Problem to work on. Find the number of lines containing the string "None" in the data. Answer with the number by itself.

Data for review.

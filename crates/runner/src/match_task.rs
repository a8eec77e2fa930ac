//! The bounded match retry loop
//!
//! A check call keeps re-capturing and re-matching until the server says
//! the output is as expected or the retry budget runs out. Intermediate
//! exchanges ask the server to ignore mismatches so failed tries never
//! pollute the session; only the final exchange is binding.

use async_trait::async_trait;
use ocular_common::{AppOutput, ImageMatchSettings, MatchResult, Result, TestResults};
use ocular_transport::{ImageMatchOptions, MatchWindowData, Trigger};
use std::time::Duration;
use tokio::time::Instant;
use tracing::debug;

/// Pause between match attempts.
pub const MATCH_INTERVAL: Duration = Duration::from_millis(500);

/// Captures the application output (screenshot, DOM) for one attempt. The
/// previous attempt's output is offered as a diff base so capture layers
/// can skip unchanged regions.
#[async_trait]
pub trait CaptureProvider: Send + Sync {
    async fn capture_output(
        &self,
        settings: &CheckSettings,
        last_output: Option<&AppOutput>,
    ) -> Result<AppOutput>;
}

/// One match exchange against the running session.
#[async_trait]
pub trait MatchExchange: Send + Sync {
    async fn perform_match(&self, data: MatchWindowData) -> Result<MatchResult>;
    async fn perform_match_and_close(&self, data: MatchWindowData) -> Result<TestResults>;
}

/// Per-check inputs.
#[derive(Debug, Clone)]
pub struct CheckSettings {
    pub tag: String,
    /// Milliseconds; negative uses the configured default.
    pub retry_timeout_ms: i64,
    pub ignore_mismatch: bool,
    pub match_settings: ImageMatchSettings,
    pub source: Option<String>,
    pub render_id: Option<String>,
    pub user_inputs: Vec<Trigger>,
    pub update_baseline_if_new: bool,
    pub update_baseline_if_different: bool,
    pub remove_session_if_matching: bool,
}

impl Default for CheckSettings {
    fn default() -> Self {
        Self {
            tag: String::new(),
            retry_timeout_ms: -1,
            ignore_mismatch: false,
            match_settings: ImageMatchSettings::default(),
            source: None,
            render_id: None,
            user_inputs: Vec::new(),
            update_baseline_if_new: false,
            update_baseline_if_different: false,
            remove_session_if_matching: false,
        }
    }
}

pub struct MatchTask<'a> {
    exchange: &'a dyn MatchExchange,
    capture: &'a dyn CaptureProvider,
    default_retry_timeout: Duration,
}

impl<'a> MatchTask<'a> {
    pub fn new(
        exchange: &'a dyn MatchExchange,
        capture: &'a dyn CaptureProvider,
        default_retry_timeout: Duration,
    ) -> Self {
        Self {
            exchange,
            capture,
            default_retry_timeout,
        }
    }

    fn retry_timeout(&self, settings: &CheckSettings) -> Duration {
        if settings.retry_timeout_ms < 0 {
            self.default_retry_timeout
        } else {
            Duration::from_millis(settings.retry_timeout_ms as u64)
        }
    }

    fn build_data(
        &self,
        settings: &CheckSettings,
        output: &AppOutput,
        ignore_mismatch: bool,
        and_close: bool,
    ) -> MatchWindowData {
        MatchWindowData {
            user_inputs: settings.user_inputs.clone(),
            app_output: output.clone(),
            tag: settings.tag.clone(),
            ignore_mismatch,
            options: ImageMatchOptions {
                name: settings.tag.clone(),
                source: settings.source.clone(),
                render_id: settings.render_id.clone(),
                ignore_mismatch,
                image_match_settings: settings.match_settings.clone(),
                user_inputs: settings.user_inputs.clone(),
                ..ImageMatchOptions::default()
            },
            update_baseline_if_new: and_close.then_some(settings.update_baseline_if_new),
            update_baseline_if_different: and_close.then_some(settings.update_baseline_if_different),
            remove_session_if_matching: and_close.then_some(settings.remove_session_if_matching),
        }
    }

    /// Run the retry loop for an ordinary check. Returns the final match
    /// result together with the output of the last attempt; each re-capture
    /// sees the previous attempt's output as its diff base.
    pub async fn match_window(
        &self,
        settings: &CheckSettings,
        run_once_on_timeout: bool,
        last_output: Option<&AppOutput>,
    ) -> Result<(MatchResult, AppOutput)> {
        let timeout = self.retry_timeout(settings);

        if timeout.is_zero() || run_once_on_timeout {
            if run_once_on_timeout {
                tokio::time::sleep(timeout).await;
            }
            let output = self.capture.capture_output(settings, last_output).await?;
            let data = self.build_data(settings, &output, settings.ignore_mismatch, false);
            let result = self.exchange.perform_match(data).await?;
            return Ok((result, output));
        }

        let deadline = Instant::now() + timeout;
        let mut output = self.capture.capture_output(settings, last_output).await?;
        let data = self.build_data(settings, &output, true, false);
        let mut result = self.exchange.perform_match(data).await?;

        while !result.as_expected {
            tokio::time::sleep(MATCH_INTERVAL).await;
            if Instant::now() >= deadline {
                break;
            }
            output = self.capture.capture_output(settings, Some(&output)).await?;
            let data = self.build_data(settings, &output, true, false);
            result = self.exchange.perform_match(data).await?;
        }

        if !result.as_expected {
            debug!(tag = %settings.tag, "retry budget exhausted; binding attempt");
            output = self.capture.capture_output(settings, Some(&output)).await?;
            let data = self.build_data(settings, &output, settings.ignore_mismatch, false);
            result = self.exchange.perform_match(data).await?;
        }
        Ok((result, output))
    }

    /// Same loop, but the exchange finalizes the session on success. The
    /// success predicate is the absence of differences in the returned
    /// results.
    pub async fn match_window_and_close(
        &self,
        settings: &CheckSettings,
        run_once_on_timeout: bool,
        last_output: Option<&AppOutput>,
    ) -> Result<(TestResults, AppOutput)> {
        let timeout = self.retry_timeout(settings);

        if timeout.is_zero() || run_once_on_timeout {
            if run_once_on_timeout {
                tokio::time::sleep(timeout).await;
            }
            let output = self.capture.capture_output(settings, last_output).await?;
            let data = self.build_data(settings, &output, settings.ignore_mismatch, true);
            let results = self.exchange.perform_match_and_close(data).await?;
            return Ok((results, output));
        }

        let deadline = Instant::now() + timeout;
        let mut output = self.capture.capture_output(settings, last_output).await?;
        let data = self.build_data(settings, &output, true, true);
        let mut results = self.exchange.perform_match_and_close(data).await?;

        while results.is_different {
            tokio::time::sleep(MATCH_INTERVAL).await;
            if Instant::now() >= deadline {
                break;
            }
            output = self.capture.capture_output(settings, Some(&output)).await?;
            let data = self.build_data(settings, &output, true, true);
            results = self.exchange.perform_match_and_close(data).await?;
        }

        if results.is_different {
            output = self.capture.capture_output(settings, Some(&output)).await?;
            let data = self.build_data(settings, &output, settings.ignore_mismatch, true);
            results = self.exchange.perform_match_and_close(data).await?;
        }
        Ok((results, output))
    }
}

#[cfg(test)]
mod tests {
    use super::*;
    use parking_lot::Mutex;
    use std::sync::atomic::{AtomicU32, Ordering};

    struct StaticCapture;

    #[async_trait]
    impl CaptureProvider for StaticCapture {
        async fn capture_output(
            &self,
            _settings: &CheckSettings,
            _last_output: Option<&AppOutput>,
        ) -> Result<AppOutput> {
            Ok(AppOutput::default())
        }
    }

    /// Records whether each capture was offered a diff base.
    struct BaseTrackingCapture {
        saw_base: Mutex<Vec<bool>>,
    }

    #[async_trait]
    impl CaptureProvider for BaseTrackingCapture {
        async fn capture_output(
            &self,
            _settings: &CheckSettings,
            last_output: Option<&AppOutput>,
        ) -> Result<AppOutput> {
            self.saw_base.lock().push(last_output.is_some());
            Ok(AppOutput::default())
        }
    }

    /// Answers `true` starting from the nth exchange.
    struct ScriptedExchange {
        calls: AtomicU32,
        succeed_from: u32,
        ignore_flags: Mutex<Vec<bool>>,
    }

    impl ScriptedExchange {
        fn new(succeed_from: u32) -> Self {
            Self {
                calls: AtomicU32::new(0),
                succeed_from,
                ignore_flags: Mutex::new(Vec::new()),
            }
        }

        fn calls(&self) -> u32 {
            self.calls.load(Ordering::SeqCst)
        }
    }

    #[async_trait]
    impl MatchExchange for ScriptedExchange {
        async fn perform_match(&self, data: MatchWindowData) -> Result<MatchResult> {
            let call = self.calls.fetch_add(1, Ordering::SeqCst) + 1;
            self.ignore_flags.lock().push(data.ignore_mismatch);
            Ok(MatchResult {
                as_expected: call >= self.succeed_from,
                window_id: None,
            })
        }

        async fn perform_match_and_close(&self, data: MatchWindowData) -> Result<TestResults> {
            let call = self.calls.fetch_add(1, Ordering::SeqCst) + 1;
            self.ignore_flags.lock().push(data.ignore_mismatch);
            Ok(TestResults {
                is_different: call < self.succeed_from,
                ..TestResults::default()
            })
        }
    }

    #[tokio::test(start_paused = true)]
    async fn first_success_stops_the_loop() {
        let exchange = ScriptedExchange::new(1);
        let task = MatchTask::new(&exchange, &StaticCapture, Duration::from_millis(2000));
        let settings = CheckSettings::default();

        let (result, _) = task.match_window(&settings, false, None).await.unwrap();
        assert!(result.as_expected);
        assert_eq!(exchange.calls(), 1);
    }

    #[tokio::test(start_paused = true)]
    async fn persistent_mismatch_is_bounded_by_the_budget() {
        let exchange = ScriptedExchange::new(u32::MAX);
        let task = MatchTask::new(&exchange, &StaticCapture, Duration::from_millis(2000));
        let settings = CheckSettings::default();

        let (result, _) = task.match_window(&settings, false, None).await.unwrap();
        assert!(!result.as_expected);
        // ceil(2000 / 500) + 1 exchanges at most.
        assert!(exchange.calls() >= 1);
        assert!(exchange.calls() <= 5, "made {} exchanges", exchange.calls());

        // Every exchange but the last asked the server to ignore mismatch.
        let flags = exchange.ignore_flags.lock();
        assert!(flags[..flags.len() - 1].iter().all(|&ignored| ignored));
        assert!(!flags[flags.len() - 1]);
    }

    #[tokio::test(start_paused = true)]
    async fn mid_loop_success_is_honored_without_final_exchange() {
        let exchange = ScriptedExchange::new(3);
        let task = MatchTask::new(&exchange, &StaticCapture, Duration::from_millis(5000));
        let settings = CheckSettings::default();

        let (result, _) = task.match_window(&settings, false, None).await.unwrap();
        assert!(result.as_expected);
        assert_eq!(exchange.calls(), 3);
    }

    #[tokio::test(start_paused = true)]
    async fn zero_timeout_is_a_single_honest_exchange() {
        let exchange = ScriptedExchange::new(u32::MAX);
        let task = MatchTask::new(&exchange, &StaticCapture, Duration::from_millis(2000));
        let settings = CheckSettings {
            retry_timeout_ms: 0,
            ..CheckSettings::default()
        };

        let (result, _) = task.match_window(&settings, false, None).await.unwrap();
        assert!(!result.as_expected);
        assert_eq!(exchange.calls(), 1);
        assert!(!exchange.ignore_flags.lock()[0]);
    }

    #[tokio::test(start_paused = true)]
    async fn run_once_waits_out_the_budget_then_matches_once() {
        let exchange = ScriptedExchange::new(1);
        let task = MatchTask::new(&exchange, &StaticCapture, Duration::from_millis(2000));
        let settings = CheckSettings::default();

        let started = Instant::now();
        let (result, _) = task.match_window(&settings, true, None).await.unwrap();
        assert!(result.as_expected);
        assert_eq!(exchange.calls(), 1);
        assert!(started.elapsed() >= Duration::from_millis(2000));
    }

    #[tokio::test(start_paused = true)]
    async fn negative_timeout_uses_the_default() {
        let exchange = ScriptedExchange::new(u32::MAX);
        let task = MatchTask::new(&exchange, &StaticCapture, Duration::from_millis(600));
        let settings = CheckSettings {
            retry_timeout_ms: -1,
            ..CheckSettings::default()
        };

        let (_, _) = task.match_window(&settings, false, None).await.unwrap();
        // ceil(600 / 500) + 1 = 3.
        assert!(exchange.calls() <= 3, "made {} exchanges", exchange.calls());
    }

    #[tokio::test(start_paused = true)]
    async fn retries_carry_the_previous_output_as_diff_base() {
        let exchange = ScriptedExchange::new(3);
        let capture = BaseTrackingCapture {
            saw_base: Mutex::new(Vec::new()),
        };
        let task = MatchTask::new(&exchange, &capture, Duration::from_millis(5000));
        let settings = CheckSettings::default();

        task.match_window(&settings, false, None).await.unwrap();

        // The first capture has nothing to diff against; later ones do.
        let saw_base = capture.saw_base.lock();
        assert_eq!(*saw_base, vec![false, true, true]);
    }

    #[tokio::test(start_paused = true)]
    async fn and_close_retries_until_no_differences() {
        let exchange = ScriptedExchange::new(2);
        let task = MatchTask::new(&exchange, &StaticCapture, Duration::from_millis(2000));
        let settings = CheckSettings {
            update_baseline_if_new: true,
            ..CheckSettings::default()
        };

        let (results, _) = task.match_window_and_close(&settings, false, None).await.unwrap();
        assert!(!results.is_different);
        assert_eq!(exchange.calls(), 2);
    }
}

Response below. 11